Growing evidence suggests that neuronal dysfunction in the endo-lysosomal and autophagic processes contributes to the onset and progression of neurodegenerative diseases such as Alzheimer's disease (AD). Since they are the primary cellular systems involved in the production and clearance of aggregated amyloid plaques, endo-lysosomal or autophagic equilibrium must be maintained throughout life. As a result, variations in the autophagic and endo-lysosomal torrent, as a measure of degenerative function in these sections or pathways, may have a direct impact on disease-related processes, such as Aß clearance from the brain and interneuronal deposition of Aß and tau aggregates, thus disrupting synaptic plasticity.
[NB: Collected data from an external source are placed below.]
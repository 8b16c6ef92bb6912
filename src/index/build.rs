use crate::index::error::IndexingError;
use crate::index::hash_mask::IdHashMaskMap;
use crate::index::indexer::{CancellationToken, FileContent, FileIdMapper, IndexerRegistry, IndexingContext};
use crate::index::types::{IndexConfig, IndexMeta};
use crate::index::writer::IdIndexWriter;
use crate::utils::progress::{file_progress, spinner};
use crate::utils::{decode_text, find_codebase_root, get_index_dir, remove_index};
use anyhow::{Context, Result};
use ignore::WalkBuilder;
use rayon::prelude::*;
use std::fs;
use std::path::{Path, PathBuf};
use std::sync::atomic::{AtomicUsize, Ordering};
use std::sync::mpsc::{self, SyncSender};
use std::thread;
use tracing::{debug, info, warn};

/// Finished maps waiting for the writer
const WRITER_QUEUE_CAPACITY: usize = 1024;

/// A file selected for indexing
#[derive(Debug, Clone)]
pub struct SourceFile {
    pub full_path: PathBuf,
    pub rel_path: PathBuf,
}

/// Result of scanning one file, sent to the writer
enum FileOutcome {
    Indexed { rel_path: PathBuf, map: IdHashMaskMap },
    Failed,
}

/// Counts from one indexing run
#[derive(Debug, Clone)]
pub struct BuildSummary {
    pub meta: IndexMeta,
    pub index_path: PathBuf,
    /// Unreadable, binary, non-UTF-8 or oversized files
    pub skipped: usize,
}

/// Build or rebuild the id index for a codebase root
pub fn build_index(root_path: &Path, config: &IndexConfig, force: bool, silent: bool) -> Result<BuildSummary> {
    let root = root_path.canonicalize().context("Invalid path")?;
    let index_path = get_index_dir(&root)?;

    if force && index_path.exists() {
        remove_index(&root).context("Failed to remove existing index")?;
    }

    if !silent {
        println!("Indexing: {}", root.display());
    }

    let summary = build_index_at(&root, &index_path, config, &CancellationToken::new(), silent)?;

    if !silent {
        println!(
            "Indexed {} files ({} ids, hash: {})",
            summary.meta.doc_count, summary.meta.entry_count, summary.meta.hash_algorithm
        );
        if summary.meta.failed_count > 0 || summary.skipped > 0 {
            eprintln!(
                "({} files failed to index, {} skipped)",
                summary.meta.failed_count, summary.skipped
            );
        }
        println!("Index stored at: {}", summary.index_path.display());
    }

    Ok(summary)
}

/// Build index, detecting codebase root from `start_path`
pub fn build_index_auto(start_path: &Path, config: &IndexConfig, force: bool) -> Result<BuildSummary> {
    let root = find_codebase_root(start_path)?;
    println!("Detected codebase root: {}", root.display());
    build_index(&root, config, force, false)
}

/// Scan every file under `root` and write the index to `index_path`.
///
/// Files are scanned on the rayon pool (or the calling thread when
/// `config.parallel` is off). Each finished map goes through a bounded queue
/// to a single writer thread.
pub fn build_index_at(
    root: &Path,
    index_path: &Path,
    config: &IndexConfig,
    cancel: &CancellationToken,
    silent: bool,
) -> Result<BuildSummary> {
    let discover = spinner("Discovering files...", silent);
    let files = collect_files(root, config);
    if let Some(spinner) = discover {
        spinner.finish_with_message(format!("Found {} files", files.len()));
    }
    info!(root = %root.display(), files = files.len(), "indexing identifiers");

    let mapper = FileIdMapper::new(
        IndexerRegistry::default(),
        IndexingContext::from_config(config, cancel.clone()),
    );
    let writer = IdIndexWriter::create(index_path, root, config.hash_algorithm)?;
    let progress = file_progress(files.len(), silent);
    let skipped = AtomicUsize::new(0);

    let (tx, rx) = mpsc::sync_channel::<FileOutcome>(WRITER_QUEUE_CAPACITY);

    let writer = thread::scope(|scope| {
        let consumer = scope.spawn(move || -> Result<IdIndexWriter> {
            let mut writer = writer;
            for outcome in rx {
                match outcome {
                    FileOutcome::Indexed { rel_path, map } => {
                        writer.add_document(&rel_path, &map)?;
                    }
                    FileOutcome::Failed => writer.record_failure(),
                }
            }
            Ok(writer)
        });

        let produce = |tx: &mut SyncSender<FileOutcome>, file: &SourceFile| {
            if let Some(outcome) = index_file(&mapper, file, config.max_file_size, &skipped) {
                if tx.send(outcome).is_err() {
                    // Writer failed; stop scanning, its error is reported below
                    cancel.cancel();
                }
            }
            if let Some(pb) = &progress {
                pb.inc(1);
            }
        };

        if config.parallel {
            files.par_iter().for_each_with(tx, |tx, file| produce(tx, file));
        } else {
            let mut tx = tx;
            files.iter().for_each(|file| produce(&mut tx, file));
        }

        consumer
            .join()
            .unwrap_or_else(|_| Err(anyhow::anyhow!("index writer thread panicked")))
    })?;

    if cancel.is_cancelled() {
        anyhow::bail!("Indexing cancelled");
    }

    let finalize = spinner("Finalizing index...", silent);
    let meta = writer.finish()?;
    if let Some(spinner) = finalize {
        spinner.finish_with_message("Index complete");
    }
    if let Some(pb) = progress {
        pb.finish_with_message(format!("Processed {} files", meta.doc_count));
    }

    Ok(BuildSummary {
        meta,
        index_path: index_path.to_path_buf(),
        skipped: skipped.load(Ordering::Relaxed),
    })
}

/// Walk `root`, honouring .gitignore and the configured ignored directories
pub fn collect_files(root: &Path, config: &IndexConfig) -> Vec<SourceFile> {
    let ignored = config.ignored_paths.clone();
    let walker = WalkBuilder::new(root)
        .hidden(true)
        .git_ignore(true)
        .git_global(true)
        .git_exclude(true)
        .filter_entry(move |entry| {
            let name = entry.file_name().to_string_lossy();
            !ignored.iter().any(|ignored| ignored == name.as_ref())
        })
        .build();

    walker
        .filter_map(|entry| entry.ok())
        .filter(|entry| entry.file_type().is_some_and(|t| t.is_file()))
        .filter_map(|entry| {
            let full_path = entry.path().to_path_buf();
            let rel_path = full_path.strip_prefix(root).ok()?.to_path_buf();
            Some(SourceFile { full_path, rel_path })
        })
        .collect()
}

/// Read and map one file. `None` means the file was skipped or scanning was cancelled.
fn index_file(
    mapper: &FileIdMapper,
    file: &SourceFile,
    max_file_size: u64,
    skipped: &AtomicUsize,
) -> Option<FileOutcome> {
    let skip = || {
        skipped.fetch_add(1, Ordering::Relaxed);
        None
    };

    let bytes = match fs::read(&file.full_path) {
        Ok(bytes) => bytes,
        Err(e) => {
            debug!(path = %file.full_path.display(), error = %e, "unreadable file");
            return skip();
        }
    };
    if bytes.len() as u64 > max_file_size {
        return skip();
    }
    let Some(text) = decode_text(&bytes) else {
        return skip();
    };

    match mapper.map_file(&FileContent::new(&file.rel_path, text)) {
        Ok(map) => Some(FileOutcome::Indexed {
            rel_path: file.rel_path.clone(),
            map,
        }),
        Err(IndexingError::Cancelled) => None,
        Err(e) => {
            warn!(path = %file.rel_path.display(), error = %e, "file not indexed");
            Some(FileOutcome::Failed)
        }
    }
}
use crate::index::hash_mask::IdHashMaskMap;
use crate::index::types::*;
use crate::utils::{write_u32_le, write_u64_le};
use anyhow::{Context, Result};
use std::fs::{self, File};
use std::io::{BufWriter, Write};
use std::path::{Path, PathBuf};
use std::time::{SystemTime, UNIX_EPOCH};
use tracing::debug;

pub const META_FILE: &str = "meta.json";
pub const IDS_FILE: &str = "ids.bin";
pub const DOCS_FILE: &str = "docs.bin";
pub const PATHS_FILE: &str = "paths.bin";

/// Location of one document's id map inside ids.bin
#[derive(Debug, Clone, Copy, PartialEq, Eq)]
pub struct DocRecord {
    pub offset: u64,
    pub len: u32,
}

impl DocRecord {
    /// Size of a record in docs.bin
    pub const SIZE: usize = 8 + 4;
}

/// Single writer for an id index.
///
/// Workers hand over finished maps; the writer appends their serialized form
/// (already cached for small maps) to ids.bin. meta.json is written last, so
/// an interrupted build leaves no readable index behind.
pub struct IdIndexWriter {
    index_path: PathBuf,
    meta: IndexMeta,
    ids: BufWriter<File>,
    offset: u64,
    documents: Vec<DocRecord>,
    paths: Vec<PathBuf>,
}

impl IdIndexWriter {
    /// Start a fresh index in `index_path`, replacing any previous one
    pub fn create(index_path: &Path, root_path: &Path, hash_algorithm: HashAlgorithm) -> Result<Self> {
        fs::create_dir_all(index_path)
            .with_context(|| format!("Failed to create index dir {}", index_path.display()))?;

        let meta_path = index_path.join(META_FILE);
        if meta_path.exists() {
            fs::remove_file(&meta_path).context("Failed to remove stale meta.json")?;
        }

        let ids = BufWriter::new(File::create(index_path.join(IDS_FILE))?);

        Ok(Self {
            index_path: index_path.to_path_buf(),
            meta: IndexMeta::new(root_path.to_path_buf(), hash_algorithm),
            ids,
            offset: 0,
            documents: Vec::new(),
            paths: Vec::new(),
        })
    }

    /// Append one file's id map
    pub fn add_document(&mut self, rel_path: &Path, map: &IdHashMaskMap) -> Result<DocId> {
        let bytes = map.serialized_bytes();
        self.ids.write_all(&bytes)?;

        let doc_id = self.documents.len() as DocId;
        self.documents.push(DocRecord {
            offset: self.offset,
            len: bytes.len() as u32,
        });
        self.paths.push(rel_path.to_path_buf());
        self.offset += bytes.len() as u64;
        self.meta.entry_count += map.len() as u64;

        Ok(doc_id)
    }

    /// Count a file that could not be indexed
    pub fn record_failure(&mut self) {
        self.meta.failed_count += 1;
    }

    pub fn doc_count(&self) -> usize {
        self.documents.len()
    }

    /// Flush everything and write meta.json
    pub fn finish(mut self) -> Result<IndexMeta> {
        self.ids.flush()?;
        self.write_documents()?;
        self.write_paths()?;

        let now = SystemTime::now()
            .duration_since(UNIX_EPOCH)
            .map(|d| d.as_secs())
            .unwrap_or(0);
        self.meta.doc_count = self.documents.len() as u32;
        self.meta.created_at = now;
        self.meta.updated_at = now;

        let meta_path = self.index_path.join(META_FILE);
        let file = File::create(&meta_path)?;
        serde_json::to_writer_pretty(file, &self.meta)?;

        debug!(
            docs = self.meta.doc_count,
            entries = self.meta.entry_count,
            bytes = self.offset,
            "id index written"
        );

        Ok(self.meta)
    }

    fn write_documents(&self) -> Result<()> {
        let mut file = BufWriter::new(File::create(self.index_path.join(DOCS_FILE))?);

        write_u32_le(&mut file, self.documents.len() as u32)?;
        for doc in &self.documents {
            write_u64_le(&mut file, doc.offset)?;
            write_u32_le(&mut file, doc.len)?;
        }

        file.flush()?;
        Ok(())
    }

    fn write_paths(&self) -> Result<()> {
        let mut file = BufWriter::new(File::create(self.index_path.join(PATHS_FILE))?);

        // Simple format: count, then [length, bytes]...
        write_u32_le(&mut file, self.paths.len() as u32)?;
        for path in &self.paths {
            let path_str = path.to_string_lossy();
            let bytes = path_str.as_bytes();
            write_u32_le(&mut file, bytes.len() as u32)?;
            file.write_all(bytes)?;
        }

        file.flush()?;
        Ok(())
    }
}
The discovery of several chromosomal factors for Alzheimer's disease that are clinically linked to regulation of the endocytic pathway, including protein aggregation and removal, supports the theory that the endo-lysosomal/autophagic torrent is more susceptible to impairment, especially as people age, thus catalysing the onset of disease. Although the role of endo-lysosomal/autophagic dysfunction in neurodegeneration has progressed in recent years, the field remains underdeveloped. Because of its possible therapeutic implications in Alzheimer's disease, further study is needed to explain the possibilities for effective autophagy regulation.